== EXERCISE AIM ==
Copy out all lines from the entries below in which "current" occurs.
= = =
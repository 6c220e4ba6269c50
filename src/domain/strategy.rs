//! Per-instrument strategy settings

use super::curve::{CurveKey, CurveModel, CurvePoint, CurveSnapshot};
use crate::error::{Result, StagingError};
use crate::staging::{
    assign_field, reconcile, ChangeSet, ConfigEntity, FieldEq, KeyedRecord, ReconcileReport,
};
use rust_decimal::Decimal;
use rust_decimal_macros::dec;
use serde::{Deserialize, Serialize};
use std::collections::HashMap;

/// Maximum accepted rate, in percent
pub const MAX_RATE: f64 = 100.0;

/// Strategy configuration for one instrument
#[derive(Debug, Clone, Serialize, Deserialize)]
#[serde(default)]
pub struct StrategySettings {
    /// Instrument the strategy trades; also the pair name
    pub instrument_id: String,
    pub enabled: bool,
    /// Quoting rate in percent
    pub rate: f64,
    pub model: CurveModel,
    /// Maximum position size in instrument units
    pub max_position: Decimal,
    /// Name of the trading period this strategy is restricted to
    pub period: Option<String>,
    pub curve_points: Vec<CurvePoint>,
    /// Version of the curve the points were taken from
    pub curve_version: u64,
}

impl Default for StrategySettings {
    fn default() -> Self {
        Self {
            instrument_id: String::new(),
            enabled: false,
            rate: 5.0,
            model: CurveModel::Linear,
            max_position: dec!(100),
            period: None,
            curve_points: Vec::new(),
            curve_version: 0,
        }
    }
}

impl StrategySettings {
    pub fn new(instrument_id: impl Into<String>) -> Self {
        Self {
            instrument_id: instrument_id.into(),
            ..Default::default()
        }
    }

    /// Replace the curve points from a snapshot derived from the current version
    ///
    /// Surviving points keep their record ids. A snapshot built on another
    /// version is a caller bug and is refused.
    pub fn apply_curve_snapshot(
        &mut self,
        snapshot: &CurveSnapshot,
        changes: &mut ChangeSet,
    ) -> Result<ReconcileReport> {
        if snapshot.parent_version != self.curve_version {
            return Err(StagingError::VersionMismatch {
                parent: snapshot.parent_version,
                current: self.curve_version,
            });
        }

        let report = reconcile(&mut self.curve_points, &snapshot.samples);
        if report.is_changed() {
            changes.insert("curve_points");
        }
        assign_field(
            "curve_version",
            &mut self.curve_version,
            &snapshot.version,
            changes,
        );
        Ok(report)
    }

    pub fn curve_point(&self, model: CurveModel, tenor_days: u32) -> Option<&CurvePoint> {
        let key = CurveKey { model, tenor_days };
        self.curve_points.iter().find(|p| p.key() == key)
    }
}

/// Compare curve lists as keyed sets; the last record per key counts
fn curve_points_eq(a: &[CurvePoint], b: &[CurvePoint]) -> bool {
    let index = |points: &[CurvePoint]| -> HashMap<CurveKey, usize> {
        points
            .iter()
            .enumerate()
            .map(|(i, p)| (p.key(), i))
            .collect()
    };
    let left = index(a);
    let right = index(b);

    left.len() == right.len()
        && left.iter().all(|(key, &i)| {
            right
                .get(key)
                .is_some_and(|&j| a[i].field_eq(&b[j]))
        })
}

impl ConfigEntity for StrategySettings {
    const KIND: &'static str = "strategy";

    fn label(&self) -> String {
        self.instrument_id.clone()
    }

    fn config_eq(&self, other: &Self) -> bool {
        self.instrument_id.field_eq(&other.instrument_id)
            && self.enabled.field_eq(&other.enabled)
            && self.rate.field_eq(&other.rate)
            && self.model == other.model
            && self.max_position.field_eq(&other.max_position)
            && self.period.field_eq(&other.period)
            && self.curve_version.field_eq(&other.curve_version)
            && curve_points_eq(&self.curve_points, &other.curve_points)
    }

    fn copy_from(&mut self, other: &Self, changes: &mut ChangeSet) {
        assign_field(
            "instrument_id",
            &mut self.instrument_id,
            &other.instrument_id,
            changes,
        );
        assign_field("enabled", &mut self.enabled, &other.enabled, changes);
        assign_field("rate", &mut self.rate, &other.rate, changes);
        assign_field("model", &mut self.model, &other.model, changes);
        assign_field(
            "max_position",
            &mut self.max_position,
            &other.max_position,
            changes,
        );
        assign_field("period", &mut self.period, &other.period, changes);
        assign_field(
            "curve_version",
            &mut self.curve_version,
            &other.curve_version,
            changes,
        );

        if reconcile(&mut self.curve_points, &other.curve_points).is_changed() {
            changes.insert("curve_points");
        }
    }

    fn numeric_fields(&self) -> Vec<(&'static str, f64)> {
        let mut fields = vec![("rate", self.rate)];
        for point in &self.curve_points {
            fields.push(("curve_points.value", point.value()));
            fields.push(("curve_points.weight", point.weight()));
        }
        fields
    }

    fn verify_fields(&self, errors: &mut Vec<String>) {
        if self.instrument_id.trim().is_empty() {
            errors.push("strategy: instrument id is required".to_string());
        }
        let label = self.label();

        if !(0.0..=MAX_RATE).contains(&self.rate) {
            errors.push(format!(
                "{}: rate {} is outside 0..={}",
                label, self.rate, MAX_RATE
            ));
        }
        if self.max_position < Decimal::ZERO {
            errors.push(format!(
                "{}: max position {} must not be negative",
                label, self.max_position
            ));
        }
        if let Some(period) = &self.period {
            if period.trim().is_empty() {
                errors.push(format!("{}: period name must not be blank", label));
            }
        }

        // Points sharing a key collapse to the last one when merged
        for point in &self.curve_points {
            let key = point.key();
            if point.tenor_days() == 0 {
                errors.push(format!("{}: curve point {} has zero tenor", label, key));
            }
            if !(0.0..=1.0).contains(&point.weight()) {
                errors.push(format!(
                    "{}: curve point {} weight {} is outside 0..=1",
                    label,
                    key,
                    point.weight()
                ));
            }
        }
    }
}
= = =
== OUTPUT ==
    /// Replace the curve points from a snapshot derived from the current version
                current: self.curve_version,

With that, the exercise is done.